LightRAG: Simple and Fast Retrieval-Augmented Generation
LightRAG is an innovative open-source project from the HKU Data Science Lab (HKUDS) that redefines Retrieval-Augmented Generation (RAG) by emphasizing simplicity, speed, and effectiveness. Unlike traditional RAG systems that often rely on complex pipelines and heavy computational resources, LightRAG streamlines the process through a dual-level retrieval mechanism: local retrieval for entity-focused insights and global retrieval leveraging a dynamically constructed knowledge graph. This approach allows for superior handling of complex, high-level queries that require comprehensive understanding of entire datasets, outperforming baselines like NaiveRAG, RQ-RAG, HyDE, and even GraphRAG in benchmarks across domains such as agriculture, computer science, legal, and mixed corpora.

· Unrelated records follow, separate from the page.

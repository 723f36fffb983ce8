//! Polyline associations between class boxes.

use eframe::egui;
use serde::{Deserialize, Serialize};

use crate::error::ChainError;
use crate::geometry::{SegmentProjection, nearest_point_on_segment, rect_around, segment_length};
use crate::render::Surface;
use crate::undo::UndoSink;

pub mod chain;
pub mod record;

pub use chain::{Edge, NodeId, Waypoint, WaypointChain};
pub use record::{NodeKind, NodeRecord};

/// Radius around a node inside which the pointer touches it.
pub const NODE_TOUCH_RADIUS: f32 = 15.0;

/// Glyph radius of a selected node. Unselected nodes draw as a 1-unit dot.
pub const NODE_NORMAL_RADIUS: f32 = 5.0;

/// An edge closer than this to the pointer can grow a new bend point.
pub const MIN_NODE_CREATE_DISTANCE: f32 = 25.0;

/// A bend point dropped closer than this to a neighbour is merged away.
pub const NODE_MERGE_DISTANCE: f32 = 5.0;

/// Horizontal offset of each anchor from the drop point of a new association.
pub const ANCHOR_HALF_SPAN: f32 = 50.0;

const LABEL_TEXT_SIZE: f32 = 12.0;
const LABEL_OFFSET: f32 = 12.0;

const DEBUG_BOUNDS_FILL: egui::Color32 = egui::Color32::from_rgba_premultiplied(128, 0, 0, 128);

#[derive(Clone, Copy, Debug, PartialEq, Eq, Hash)]
pub enum AnchorEnd {
    Start,
    End,
}

/// Role name and multiplicity written at one end of an association.
#[derive(Clone, Debug, Default, PartialEq, Eq, Serialize, Deserialize)]
pub struct EndLabel {
    #[serde(default)]
    pub role: String,
    #[serde(default)]
    pub multiplicity: String,
}

impl EndLabel {
    pub fn is_empty(&self) -> bool {
        self.role.is_empty() && self.multiplicity.is_empty()
    }
}

#[derive(Clone, Debug, PartialEq)]
pub struct Connector {
    chain: WaypointChain,
    start_attachment: Option<u64>,
    end_attachment: Option<u64>,
    start_label: EndLabel,
    end_label: EndLabel,
}

/// Persisted form of an association.
#[derive(Clone, Debug, PartialEq, Serialize, Deserialize)]
#[serde(rename_all = "camelCase")]
pub struct ConnectorRecord {
    pub node_data: NodeRecord,
    #[serde(default)]
    pub start_class: Option<u64>,
    #[serde(default)]
    pub end_class: Option<u64>,
    #[serde(default, skip_serializing_if = "EndLabel::is_empty")]
    pub start_label: EndLabel,
    #[serde(default, skip_serializing_if = "EndLabel::is_empty")]
    pub end_label: EndLabel,
}

impl Connector {
    pub fn new(center: egui::Pos2) -> Self {
        let span = egui::vec2(ANCHOR_HALF_SPAN, 0.0);
        Self {
            chain: WaypointChain::new(center - span, center + span),
            start_attachment: None,
            end_attachment: None,
            start_label: EndLabel::default(),
            end_label: EndLabel::default(),
        }
    }

    pub fn chain(&self) -> &WaypointChain {
        &self.chain
    }

    pub fn anchor(&self, end: AnchorEnd) -> NodeId {
        match end {
            AnchorEnd::Start => self.chain.start(),
            AnchorEnd::End => self.chain.end(),
        }
    }

    pub fn anchor_end(&self, node: NodeId) -> Option<AnchorEnd> {
        if node == self.chain.start() {
            Some(AnchorEnd::Start)
        } else if node == self.chain.end() {
            Some(AnchorEnd::End)
        } else {
            None
        }
    }

    pub fn attachment(&self, end: AnchorEnd) -> Option<u64> {
        match end {
            AnchorEnd::Start => self.start_attachment,
            AnchorEnd::End => self.end_attachment,
        }
    }

    pub fn set_attachment(&mut self, end: AnchorEnd, class_id: Option<u64>) {
        let slot = match end {
            AnchorEnd::Start => &mut self.start_attachment,
            AnchorEnd::End => &mut self.end_attachment,
        };
        if *slot != class_id {
            tracing::debug!(?end, from = ?*slot, to = ?class_id, "anchor attachment changed");
            *slot = class_id;
        }
    }

    pub fn label(&self, end: AnchorEnd) -> &EndLabel {
        match end {
            AnchorEnd::Start => &self.start_label,
            AnchorEnd::End => &self.end_label,
        }
    }

    pub fn label_mut(&mut self, end: AnchorEnd) -> &mut EndLabel {
        match end {
            AnchorEnd::Start => &mut self.start_label,
            AnchorEnd::End => &mut self.end_label,
        }
    }

    /// Anchors attached to `class_id`.
    pub fn anchors_attached_to(&self, class_id: u64) -> Vec<NodeId> {
        [AnchorEnd::Start, AnchorEnd::End]
            .into_iter()
            .filter(|end| self.attachment(*end) == Some(class_id))
            .map(|end| self.anchor(end))
            .collect()
    }

    pub fn detach_class(&mut self, class_id: u64) {
        for end in [AnchorEnd::Start, AnchorEnd::End] {
            if self.attachment(end) == Some(class_id) {
                self.set_attachment(end, None);
            }
        }
    }

    pub fn bounds(&self) -> egui::Rect {
        self.chain
            .nodes()
            .filter_map(|id| self.chain.position(id))
            .map(|p| rect_around(p, NODE_TOUCH_RADIUS))
            .fold(egui::Rect::NOTHING, |acc, r| acc.union(r))
    }

    /// First node, in chain order, within touch range of `at`.
    pub fn touch_node(&self, at: egui::Pos2) -> Option<NodeId> {
        self.chain.nodes().find(|&id| {
            self.chain
                .position(id)
                .is_some_and(|p| p.distance(at) <= NODE_TOUCH_RADIUS)
        })
    }

    /// Resolves a pointer press to a node, synthesizing a bend point on a nearby edge
    /// when no existing node is in range.
    pub fn hit_test(&mut self, at: egui::Pos2, undo: &mut dyn UndoSink) -> Option<NodeId> {
        if !self.bounds().contains(at) {
            return None;
        }
        if let Some(id) = self.touch_node(at) {
            return Some(id);
        }
        self.create_node_near(at, undo)
    }

    /// The edge nearest to `near` among those under the creation threshold.
    pub fn nearest_edge(&self, near: egui::Pos2) -> Option<(Edge, SegmentProjection)> {
        let mut best: Option<(Edge, SegmentProjection)> = None;
        for edge in self.chain.edges() {
            let (Some(a), Some(b)) = (self.chain.position(edge.from), self.chain.position(edge.to))
            else {
                continue;
            };
            let projection = nearest_point_on_segment(a, b, near);
            if projection.distance < MIN_NODE_CREATE_DISTANCE
                && best.is_none_or(|(_, p)| projection.distance < p.distance)
            {
                best = Some((edge, projection));
            }
        }
        best
    }

    pub fn create_node_near(&mut self, near: egui::Pos2, undo: &mut dyn UndoSink) -> Option<NodeId> {
        let (edge, projection) = self.nearest_edge(near)?;
        undo.request_checkpoint();
        let id = self
            .chain
            .insert_between(projection.position, edge.from, edge.to)?;
        tracing::debug!(
            ?id,
            x = projection.position.x,
            y = projection.position.y,
            "bend point created"
        );
        Some(id)
    }

    /// See [`WaypointChain::compact`].
    pub fn compact(&mut self) -> bool {
        self.chain.compact()
    }

    pub fn move_node(&mut self, node: NodeId, delta: egui::Vec2) -> bool {
        self.chain.translate_node(node, delta)
    }

    pub fn translate(&mut self, delta: egui::Vec2) {
        self.chain.translate(delta);
    }

    /// Merges a dropped bend point into its neighbour when it lands on top of it.
    pub fn release_node(&mut self, node: NodeId) -> bool {
        let Some(waypoint) = self.chain.get(node) else {
            return false;
        };
        if waypoint.is_anchor() {
            return false;
        }
        let at = waypoint.position;
        let lands_on = |other: Option<NodeId>| {
            other
                .and_then(|o| self.chain.position(o))
                .is_some_and(|p| p.distance(at) < NODE_MERGE_DISTANCE)
        };
        if lands_on(waypoint.next()) || lands_on(waypoint.previous()) {
            tracing::debug!(?node, "bend point merged into neighbour");
            return self.chain.delete(node);
        }
        false
    }

    pub fn delete_node(&mut self, node: NodeId, undo: &mut dyn UndoSink) -> bool {
        if self.chain.kind(node) != Some(NodeKind::Intermediate) {
            return false;
        }
        undo.request_checkpoint();
        self.chain.delete(node)
    }

    pub fn draw(
        &self,
        surface: &mut dyn Surface,
        stroke: egui::Stroke,
        is_selected: &dyn Fn(NodeId) -> bool,
        show_touch_bounds: bool,
    ) {
        let start = self.chain.start();
        self.draw_node(surface, start, stroke.color, is_selected(start), show_touch_bounds);
        for edge in self.chain.edges() {
            if let (Some(a), Some(b)) = (self.chain.position(edge.from), self.chain.position(edge.to))
            {
                surface.line(a, b, stroke);
            }
            self.draw_node(surface, edge.to, stroke.color, is_selected(edge.to), show_touch_bounds);
        }
        for end in [AnchorEnd::Start, AnchorEnd::End] {
            self.draw_label(surface, end, stroke.color);
        }
    }

    /// Role above and multiplicity below the anchor, nudged along its edge.
    fn draw_label(&self, surface: &mut dyn Surface, end: AnchorEnd, color: egui::Color32) {
        let label = self.label(end);
        if label.is_empty() {
            return;
        }
        let anchor = self.anchor(end);
        let neighbour = match end {
            AnchorEnd::Start => self.chain.next(anchor),
            AnchorEnd::End => self.chain.previous(anchor),
        };
        let (Some(p), Some(q)) = (
            self.chain.position(anchor),
            neighbour.and_then(|n| self.chain.position(n)),
        ) else {
            return;
        };
        let length = segment_length(p, q);
        let dir = if length > 0.0 {
            (q - p) / length
        } else {
            egui::Vec2::X
        };
        let base = p + dir * LABEL_OFFSET;
        if !label.role.is_empty() {
            let at = base - egui::vec2(0.0, LABEL_TEXT_SIZE + 4.0);
            surface.text(at, &label.role, LABEL_TEXT_SIZE, color);
        }
        if !label.multiplicity.is_empty() {
            let at = base + egui::vec2(0.0, 4.0);
            surface.text(at, &label.multiplicity, LABEL_TEXT_SIZE, color);
        }
    }

    fn draw_node(
        &self,
        surface: &mut dyn Surface,
        node: NodeId,
        color: egui::Color32,
        selected: bool,
        show_touch_bounds: bool,
    ) {
        let Some(p) = self.chain.position(node) else {
            return;
        };
        let radius = if selected { NODE_NORMAL_RADIUS } else { 1.0 };
        surface.disc(p, radius, color);
        if show_touch_bounds {
            surface.rect(
                rect_around(p, NODE_TOUCH_RADIUS),
                Some(DEBUG_BOUNDS_FILL),
                egui::Stroke::NONE,
            );
        }
    }

    pub fn to_record(&self) -> ConnectorRecord {
        ConnectorRecord {
            node_data: self.chain.to_record(),
            start_class: self.start_attachment,
            end_class: self.end_attachment,
            start_label: self.start_label.clone(),
            end_label: self.end_label.clone(),
        }
    }

    pub fn from_record(record: &ConnectorRecord) -> Result<Self, ChainError> {
        Ok(Self {
            chain: WaypointChain::from_record(&record.node_data)?,
            start_attachment: record.start_class,
            end_attachment: record.end_class,
            start_label: record.start_label.clone(),
            end_label: record.end_label.clone(),
        })
    }
}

At its core, LightRAG employs a lightweight indexing pipeline that extracts entities and relations from documents using LLMs, builds a knowledge graph for global context, and uses vector embeddings for precise local searches. The system supports various storage backends including JSON, PostgreSQL, Neo4J, MongoDB, and more, enabling flexible deployment from local prototypes to production-scale applications. Key features include multimodal document processing via integration with RAG-Anything for handling PDFs, images, tables, and equations; reranking for improved retrieval accuracy; citation tracking; and entity merging/deletion for knowledge graph maintenance.
Installation is straightforward via PyPI (pip install lightrag-hku) or from source, with support for OpenAI, Hugging Face, Ollama, and LlamaIndex models. The project includes a Web UI and API server for easy interaction, observability with Langfuse, and evaluation tools using RAGAS. With over 24,000 GitHub stars and an upcoming EMNLP 2025 publication, LightRAG has gained significant traction in the AI community for its balance of performance and usability, making advanced RAG accessible to developers and researchers alike.
Related projects from HKUDS include RAG-Anything for multimodal RAG, VideoRAG for long-context video understanding, and MiniRAG for simplified small-model RAG, forming a robust ecosystem for next-generation retrieval systems.